Article in English | MEDLINE | ID: mdl-32743594

ABSTRACT

Background Interleukin-6 (IL-6)-mediated hyperinflammation may contribute to the high mortality of coronavirus disease 2019 (Covid-19). Tocilizumab, an IL-6 receptor blocking monoclonal antibody, has been repurposed for Covid-19, but prospective trials and dose-finding studies in Covid-19 are lacking. Methods We conducted a phase 2 trial of low-dose tocilizumab in hospitalized adult patients with Covid-19, radiographic pulmonary infiltrate, fever, and C-reactive protein (CRP) >= 40 mg/L who did not require mechanical ventilation. Dose cohorts were determined by a trial Operations Committee, stratified by CRP and epidemiologic risk factors. A range of doses from 40 to 200 mg (low-dose tocilizumab) was evaluated, with allowance for one repeat dose at 24-48 hours. The primary objective was to assess the relationship of dose to fever resolution and CRP response. Outcomes were compared with retrospective controls with Covid-19. Correlative studies evaluating host antibody response were performed in parallel. Findings A total of 32 patients received low-dose tocilizumab. This cohort had improved fever resolution (75.0% vs. 34.2%, p = 0.001) and CRP decline (86.2% vs. 14.3%, p < 0.001) in the 24-48 hours following drug administration, as compared to the retrospective controls (N=41). The probabilities of fever resolution or CRP decline did not appear to be dose-related in this small study (p=0.80 and p=0.10, respectively). Within the 28-day follow-up, 5 (15.6%) patients died. For patients who recovered, median time to clinical recovery was 3 days (IQR, 2-5).
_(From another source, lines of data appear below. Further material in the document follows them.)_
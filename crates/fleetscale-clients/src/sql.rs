//! Relational-store collaborator — scheduled-job backlog query.

use async_trait::async_trait;
use sqlx::PgPool;

use crate::error::SqlError;

/// The narrow SQL contract `ScheduledJobsScaler` consumes.
#[async_trait]
pub trait SqlClient: Send + Sync {
    /// Sum of `notification_count` for jobs scheduled within `lookahead`
    /// of now that are still in `scheduled` status. Never negative.
    async fn scheduled_job_backlog(&self, lookahead: &str) -> Result<i64, SqlError>;
}

/// `sqlx`-backed implementation against a Postgres `jobs` table.
pub struct PgSqlClient {
    pool: PgPool,
}

impl PgSqlClient {
    /// Connect a pool from a Postgres connection string (as sourced from
    /// `SQLALCHEMY_DATABASE_URI` or `VCAP_SERVICES`).
    pub async fn connect(database_url: &str) -> Result<Self, SqlError> {
        let pool = PgPool::connect(database_url)
            .await
            .map_err(|e| SqlError::Connection(e.to_string()))?;
        Ok(Self { pool })
    }
}

#[async_trait]
impl SqlClient for PgSqlClient {
    async fn scheduled_job_backlog(&self, lookahead: &str) -> Result<i64, SqlError> {
        // `lookahead` is a fixed, config-derived interval literal (e.g.
        // "1 minute"), never user input, so it is safe to interpolate
        // into the query text — sqlx cannot bind parameters inside an
        // `interval '...'` literal.
        let query = format!(
            "SELECT COALESCE(SUM(notification_count), 0) FROM jobs \
             WHERE scheduled_for - current_timestamp < interval '{lookahead}' \
             AND job_status = 'scheduled'"
        );

        let backlog: i64 = sqlx::query_scalar(&query)
            .fetch_one(&self.pool)
            .await
            .map_err(|e| SqlError::Query(e.to_string()))?;

        Ok(backlog)
    }
}
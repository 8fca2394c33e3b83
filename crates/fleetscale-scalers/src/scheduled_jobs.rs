//! `ScheduledJobsScaler` — desired instance count from the SQL-backed
//! scheduled-job backlog, with a local circuit breaker over DB failures.

use std::sync::atomic::{AtomicU64, Ordering};
use std::sync::Arc;

use fleetscale_clients::SqlClient;
use fleetscale_core::Clock;
use tracing::warn;

use crate::base::{ceil_div, ScalerBase};

const CIRCUIT_BREAKER_SECS: u64 = 60;

/// Scheduled-job-backlog scaler. On a DB connection failure the breaker
/// opens for [`CIRCUIT_BREAKER_SECS`]; while open, calls return `0`
/// without touching the database, mirroring this stack's exponential
/// backoff tracker but with a fixed window rather than a growing one.
pub struct ScheduledJobsScaler {
    pub base: ScalerBase,
    pub threshold: f64,
    pub lookahead: String,
    pub factor: f64,
    sql: Arc<dyn SqlClient>,
    last_db_error: AtomicU64,
}

impl ScheduledJobsScaler {
    pub fn new(base: ScalerBase, threshold: f64, lookahead: impl Into<String>, factor: f64, sql: Arc<dyn SqlClient>) -> Self {
        Self {
            base,
            threshold,
            lookahead: lookahead.into(),
            factor,
            sql,
            last_db_error: AtomicU64::new(0),
        }
    }

    fn breaker_is_open(&self) -> bool {
        let last_error = self.last_db_error.load(Ordering::SeqCst);
        last_error != 0 && self.base.clock.now_unix() < last_error + CIRCUIT_BREAKER_SECS
    }

    pub async fn get_desired_instance_count(&self) -> u32 {
        if self.breaker_is_open() {
            return self.base.clamp(0);
        }

        let backlog = match self.sql.scheduled_job_backlog(&self.lookahead).await {
            Ok(backlog) => backlog,
            Err(e) => {
                warn!(app = %self.base.app_name, error = %e, "scheduled-job backlog query failed, opening circuit breaker");
                self.last_db_error.store(self.base.clock.now_unix(), Ordering::SeqCst);
                return self.base.clamp(0);
            }
        };

        self.base.metrics.gauge(&format!("{}.scheduled-job-backlog", self.base.app_name), backlog as f64);

        self.base.clamp(ceil_div(backlog as f64 * self.factor, self.threshold))
    }
}
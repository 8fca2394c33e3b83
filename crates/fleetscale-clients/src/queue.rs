//! Message-queue collaborator — queue depth over an SQS-compatible HTTP API.

use std::time::Duration;

use async_trait::async_trait;

use crate::error::QueueError;

/// The narrow message-queue contract `SqsScaler` consumes.
#[async_trait]
pub trait QueueClient: Send + Sync {
    /// Approximate number of messages currently visible in the queue at `url`.
    async fn get_queue_depth(&self, url: &str) -> Result<u64, QueueError>;

    /// Messages sent to the queue at `url` over the collaborator's
    /// implementation-defined sampling window (arrival-rate signal).
    async fn get_queue_throughput(&self, url: &str) -> Result<u64, QueueError>;
}

/// HTTP implementation against an SQS-compatible endpoint.
pub struct HttpQueueClient {
    http: reqwest::Client,
}

impl HttpQueueClient {
    pub fn new(timeout: Duration) -> Self {
        Self {
            http: reqwest::Client::builder()
                .timeout(timeout)
                .build()
                .expect("reqwest client builds"),
        }
    }
}

#[async_trait]
impl QueueClient for HttpQueueClient {
    async fn get_queue_depth(&self, url: &str) -> Result<u64, QueueError> {
        let resp = self
            .http
            .get(url)
            .query(&[("Action", "GetQueueAttributes"), ("AttributeName.1", "ApproximateNumberOfMessages")])
            .send()
            .await
            .map_err(|e| {
                if e.is_timeout() {
                    QueueError::Timeout
                } else {
                    QueueError::Transport(e.to_string())
                }
            })?;

        if !resp.status().is_success() {
            return Err(QueueError::Response(format!("status {}", resp.status())));
        }

        #[derive(serde::Deserialize)]
        struct Attributes {
            #[serde(rename = "ApproximateNumberOfMessages")]
            approximate_number_of_messages: u64,
        }

        let attrs: Attributes = resp.json().await.map_err(|e| QueueError::Response(e.to_string()))?;
        Ok(attrs.approximate_number_of_messages)
    }

    async fn get_queue_throughput(&self, url: &str) -> Result<u64, QueueError> {
        let resp = self
            .http
            .get(url)
            .query(&[("Action", "GetQueueAttributes"), ("AttributeName.1", "ApproximateNumberOfMessagesSent")])
            .send()
            .await
            .map_err(|e| {
                if e.is_timeout() {
                    QueueError::Timeout
                } else {
                    QueueError::Transport(e.to_string())
                }
            })?;

        if !resp.status().is_success() {
            return Err(QueueError::Response(format!("status {}", resp.status())));
        }

        #[derive(serde::Deserialize)]
        struct Attributes {
            #[serde(rename = "ApproximateNumberOfMessagesSent")]
            approximate_number_of_messages_sent: u64,
        }

        let attrs: Attributes = resp.json().await.map_err(|e| QueueError::Response(e.to_string()))?;
        Ok(attrs.approximate_number_of_messages_sent)
    }
}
Clinically presumed and/or cultured bacterial superinfections were reported in 5 (15.6%) patients. Correlative biological studies demonstrated that tocilizumab-treated patients produced anti-SARS-CoV-2 antibodies comparable to controls. Interpretation Low-dose tocilizumab was associated with rapid improvement in clinical and laboratory measures of hyperinflammation in hospitalized patients with Covid-19. Results of this trial and its correlative biological studies provide rationale for a randomized, controlled trial of low-dose tocilizumab in Covid-19.